The records section start

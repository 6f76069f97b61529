// Embeddings module
// Defines the embedding-function seam and the Ollama implementation

pub mod ollama;

use async_trait::async_trait;

pub use ollama::OllamaClient;

/// A model that maps text to fixed-length vectors.
///
/// The name and vector width determine which table a store binds to, so two
/// functions with the same name must produce vectors of the same width.
#[async_trait]
pub trait EmbeddingFunction: Send + Sync {
    /// Stable identifier of the model, used in table naming
    fn name(&self) -> &str;

    /// Number of dimensions of every vector returned by `embed`
    fn vector_width(&self) -> usize;

    /// Embed each text, returning one vector per input in the same order
    async fn embed(&self, texts: &[String]) -> crate::Result<Vec<Vec<f32>>>;
}

use anyhow::{Context, Result};
use async_trait::async_trait;
use serde::{Deserialize, Serialize};
use std::time::Duration;
use tracing::{debug, error, info, warn};
use url::Url;

use super::EmbeddingFunction;
use crate::NotevecError;
use crate::config::OllamaConfig;

const DEFAULT_TIMEOUT_SECONDS: u64 = 30;
const DEFAULT_RETRY_ATTEMPTS: u32 = 3;
const EXPONENTIAL_BACKOFF_BASE: u64 = 2;

pub const DEFAULT_EMBEDDING_DIMENSION: u32 = 768;

#[derive(Debug, Clone)]
pub struct OllamaClient {
    base_url: Url,
    model: String,
    batch_size: u32,
    embedding_dimension: usize,
    agent: ureq::Agent,
    retry_attempts: u32,
    backoff_base_ms: u64,
}

#[derive(Debug, Serialize)]
struct EmbedRequest<'a> {
    model: &'a str,
    input: &'a [String],
}

#[derive(Debug, Deserialize)]
struct EmbedResponse {
    embeddings: Vec<Vec<f32>>,
}

#[derive(Debug, Deserialize)]
pub struct ModelInfo {
    pub name: String,
    pub size: Option<u64>,
    pub digest: Option<String>,
}

#[derive(Debug, Deserialize)]
struct ModelsResponse {
    models: Vec<ModelInfo>,
}

impl OllamaClient {
    #[inline]
    pub fn new(config: &OllamaConfig) -> Result<Self> {
        let base_url = config
            .ollama_url()
            .context("Failed to generate Ollama URL from config")?;

        let agent = ureq::Agent::config_builder()
            .timeout_global(Some(Duration::from_secs(DEFAULT_TIMEOUT_SECONDS)))
            .build()
            .into();

        Ok(Self {
            base_url,
            model: config.model.clone(),
            batch_size: config.batch_size,
            embedding_dimension: config.embedding_dimension as usize,
            agent,
            retry_attempts: DEFAULT_RETRY_ATTEMPTS,
            backoff_base_ms: 1000,
        })
    }

    #[inline]
    #[must_use]
    pub fn with_timeout(mut self, timeout: Duration) -> Self {
        self.agent = ureq::Agent::config_builder()
            .timeout_global(Some(timeout))
            .build()
            .into();
        self
    }

    #[inline]
    #[must_use]
    pub fn with_retry_attempts(mut self, attempts: u32) -> Self {
        self.retry_attempts = attempts;
        self
    }

    #[inline]
    #[must_use]
    pub fn with_backoff_base(mut self, base: Duration) -> Self {
        self.backoff_base_ms = u64::try_from(base.as_millis()).unwrap_or(u64::MAX);
        self
    }

    /// Test connection to Ollama server and verify model availability
    #[inline]
    pub fn health_check(&self) -> Result<()> {
        debug!("Performing health check for Ollama at {}", self.base_url);

        self.ping().context("Server ping failed")?;
        self.validate_model().context("Model validation failed")?;

        info!(
            "Health check passed for Ollama server at {} with model {}",
            self.base_url, self.model
        );
        Ok(())
    }

    /// Ping the Ollama server to check if it's responsive
    #[inline]
    pub fn ping(&self) -> Result<()> {
        let url = self
            .base_url
            .join("/api/tags")
            .context("Failed to build ping URL")?;

        debug!("Pinging Ollama server at {}", url);

        self.make_request_with_retry(|| {
            self.agent
                .get(url.as_str())
                .call()
                .and_then(|mut resp| resp.body_mut().read_to_string())
        })
        .context("Failed to ping Ollama server")?;

        Ok(())
    }

    /// Validate that the configured model is available
    #[inline]
    pub fn validate_model(&self) -> Result<()> {
        let models = self.list_models().context("Failed to list models")?;

        if models.iter().any(|m| m.name == self.model) {
            debug!("Model {} is available", self.model);
            Ok(())
        } else {
            let available_models: Vec<&str> = models.iter().map(|m| m.name.as_str()).collect();
            warn!(
                "Model {} not found. Available models: {:?}",
                self.model, available_models
            );
            Err(anyhow::anyhow!(
                "Model '{}' is not available. Available models: {:?}",
                self.model,
                available_models
            ))
        }
    }

    /// List all available models
    #[inline]
    pub fn list_models(&self) -> Result<Vec<ModelInfo>> {
        let url = self
            .base_url
            .join("/api/tags")
            .context("Failed to build models URL")?;

        let response_text = self
            .make_request_with_retry(|| {
                self.agent
                    .get(url.as_str())
                    .call()
                    .and_then(|mut resp| resp.body_mut().read_to_string())
            })
            .context("Failed to fetch models")?;

        let models_response: ModelsResponse =
            serde_json::from_str(&response_text).context("Failed to parse models response")?;

        debug!("Found {} models", models_response.models.len());
        Ok(models_response.models)
    }

    /// Generate embeddings for multiple texts, split into server-sized batches
    #[inline]
    pub fn generate_embeddings(&self, texts: &[String]) -> Result<Vec<Vec<f32>>> {
        if texts.is_empty() {
            return Ok(Vec::new());
        }

        debug!("Generating embeddings for {} texts", texts.len());

        let mut results = Vec::with_capacity(texts.len());
        for chunk in texts.chunks(self.batch_size.max(1) as usize) {
            let batch = self
                .generate_embeddings_single_batch(chunk)
                .with_context(|| format!("Failed to process batch of {} texts", chunk.len()))?;
            results.extend(batch);
        }

        Ok(results)
    }

    fn generate_embeddings_single_batch(&self, texts: &[String]) -> Result<Vec<Vec<f32>>> {
        let request = EmbedRequest {
            model: &self.model,
            input: texts,
        };

        let url = self
            .base_url
            .join("/api/embed")
            .context("Failed to build embedding URL")?;

        let request_json =
            serde_json::to_string(&request).context("Failed to serialize embedding request")?;

        let response_text = self
            .make_request_with_retry(|| {
                self.agent
                    .post(url.as_str())
                    .header("Content-Type", "application/json")
                    .send(&request_json)
                    .and_then(|mut resp| resp.body_mut().read_to_string())
            })
            .context("Failed to generate embeddings")?;

        let response: EmbedResponse = serde_json::from_str(&response_text)
            .context("Failed to parse embedding response")?;

        if response.embeddings.len() != texts.len() {
            return Err(anyhow::anyhow!(
                "Mismatch between request and response counts: {} vs {}",
                texts.len(),
                response.embeddings.len()
            ));
        }

        Ok(response.embeddings)
    }

    fn make_request_with_retry<F>(&self, mut request_fn: F) -> Result<String>
    where
        F: FnMut() -> Result<String, ureq::Error>,
    {
        let mut last_error = None;

        for attempt in 1..=self.retry_attempts {
            debug!("HTTP request attempt {}/{}", attempt, self.retry_attempts);

            match request_fn() {
                Ok(response_text) => return Ok(response_text),
                Err(error) => {
                    let should_retry = match &error {
                        ureq::Error::StatusCode(status) => {
                            if *status >= 500 {
                                warn!(
                                    "Server error (status {}), attempt {}/{}",
                                    status, attempt, self.retry_attempts
                                );
                                true
                            } else {
                                warn!("Client error (status {}), not retrying", status);
                                return Err(anyhow::anyhow!("Client error: HTTP {}", status));
                            }
                        }
                        ureq::Error::ConnectionFailed
                        | ureq::Error::HostNotFound
                        | ureq::Error::Timeout(_)
                        | ureq::Error::Io(_) => {
                            warn!(
                                "Transport error: {}, attempt {}/{}",
                                error, attempt, self.retry_attempts
                            );
                            true
                        }
                        _ => false,
                    };

                    if !should_retry {
                        return Err(anyhow::anyhow!("Non-retryable error: {}", error));
                    }

                    last_error = Some(anyhow::anyhow!("Request error: {}", error));

                    if attempt < self.retry_attempts {
                        let delay = Duration::from_millis(
                            EXPONENTIAL_BACKOFF_BASE.pow(attempt - 1) * self.backoff_base_ms,
                        );
                        debug!("Waiting {:?} before retry", delay);
                        std::thread::sleep(delay);
                    }
                }
            }
        }

        error!("All retry attempts failed for request to {}", self.base_url);

        Err(last_error.unwrap_or_else(|| anyhow::anyhow!("Request failed after retries")))
    }
}

#[async_trait]
impl EmbeddingFunction for OllamaClient {
    #[inline]
    fn name(&self) -> &str {
        &self.model
    }

    #[inline]
    fn vector_width(&self) -> usize {
        self.embedding_dimension
    }

    async fn embed(&self, texts: &[String]) -> crate::Result<Vec<Vec<f32>>> {
        // ureq is blocking; keep it off the async workers
        let client = self.clone();
        let texts = texts.to_vec();
        tokio::task::spawn_blocking(move || client.generate_embeddings(&texts))
            .await
            .map_err(|e| NotevecError::Embedding(format!("Embedding task failed: {}", e)))?
            .map_err(|e| NotevecError::Embedding(format!("{:#}", e)))
    }
}
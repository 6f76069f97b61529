use thiserror::Error;

pub type Result<T> = std::result::Result<T, NotevecError>;

#[derive(Error, Debug)]
pub enum NotevecError {
    #[error("Configuration error: {0}")]
    Config(String),

    #[error("Database error: {0}")]
    Database(String),

    #[error("Embedding error: {0}")]
    Embedding(String),

    #[error("Invalid path: {0}")]
    InvalidPath(String),

    #[error("IO error: {0}")]
    Io(#[from] std::io::Error),

    #[error("Other error: {0}")]
    Other(#[from] anyhow::Error),
}

pub mod commands;
pub mod config;
pub mod database;
pub mod embeddings;
pub mod files;
pub mod indexer;

#[cfg(test)]
mod test_support;
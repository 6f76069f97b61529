// Configuration management module
// Handles the TOML config file under the base directory and interactive setup

pub mod interactive;
pub mod settings;

pub use interactive::{run_interactive_config, show_config};
pub use settings::{
    Config, ConfigError, IndexConfig, OllamaConfig, normalize_extension, parse_extensions,
};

The records section end

§ Task to complete: What the answer should hold is an exact copy of each line from the one containing "#[cfg(test)]" to the final line of the listing above.

§ Your solution:
#[cfg(test)]
mod test_support;
repository 6f76069f97b61529
// Configuration management module
// Handles the TOML config file under the base directory and interactive setup

pub mod interactive;
pub mod settings;

pub use interactive::{run_interactive_config, show_config};
pub use settings::{
    Config, ConfigError, IndexConfig, OllamaConfig, normalize_extension, parse_extensions,
};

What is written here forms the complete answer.